- Born: c. 1956
- Education: Ph.D.,1988 B.S., 1978 Yale University MIT
- Known for: Leading development of service science, management, and engineering (SSMED)

= Jim Spohrer =

American computer scientist (born 1956)

James C. Spohrer (born c. 1956) is a computer scientist best known for having led the development of a new science of service systems, often known as service science, management and engineering.

In spring 2017, Spohrer was named as Director, Cognitive OpenTech for IBM. From 2009 through 2016, he had been the Director of IBM Global University Programs Worldwide. Between 2003 and 2009, he was the Director of Almaden Services Research with IBM at the IBM Almaden Research Center. He was an advocate of the service science, management and engineering initiative across companies, governments and academics. His research group received IBM awards for modeling customers and mapping global service systems including performance measures, costing and pricing of complex, inter-organizational service projects, analytics and information service innovations, process improvement methods, and innovation foresight methods, amongst others.
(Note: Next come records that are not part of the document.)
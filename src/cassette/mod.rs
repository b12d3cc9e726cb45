//! Cassettes: recorded HTTP traffic for offline replay and tests.

pub mod format;
pub mod recorder;
pub mod replayer;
He works with service research pioneers from diverse academic disciplines and he advocates for Service Science, Management, Engineering, and Design (SSMED) as an integrative framework for global competency development, economic development, and advancement of science.

Spohrer was the Chief Technology Officer for IBM Venture Capital Relations between 2000 and 2002. He was a Distinguished Scientist in Learning Research at Apple Computer between 1989 and 1998, where he was a co-inventor receiving 9 patents .

Spohrer received a Ph.D. in Computer Science/Artificial Intelligence from Yale University in 1988. He graduated with a B.S. in physics from MIT in 1978. Spohrer attended Hampden Academy from 1970 to 1974 while growing up in Newburgh, Maine, where his teachers included Stephen King.

== Smarter Planet ==
In 2009, Spohrer was one of the leaders of the IBM Smarter Planet University Jam.

== Service Science, Management, Engineering and Design ==
Spohrer has been a co-editor on a book series on Service Science: Research and Innovations in the Service Economy, including:
- The Science of Service Systems (2011), available electronically
- Service Systems Implementation (2011), available electronically
- Handbook of Service Science (2010) available electronically

Spohrer was lead author in a call for a new "science of service systems" published in Computer in 2007.

An early tie between the service science and systems science communities was established by Spohrer in an address titled "Why the world needs more systems thinkers focused on service systems" at the ISSS 2005 meeting in Cancun.

==Publications==
- James C. Spohrer, "Today's Jobs Demand an Updated College Education", Huffington Post, October 27, 2010 http://www.huffingtonpost.com/jim-spohrer/todays-jobs-demand-an-upd_b_774244.html
- Jim Spohrer, Paul P. Maglio, John Bailey, and Daniel Gruhl. 2007. "Steps Toward a Science of Service Systems." Computer 40 (1) (January): 71–77. .
- Partial lists of research publications by James C. Spohrer can be found on academia.edu and on DBLP.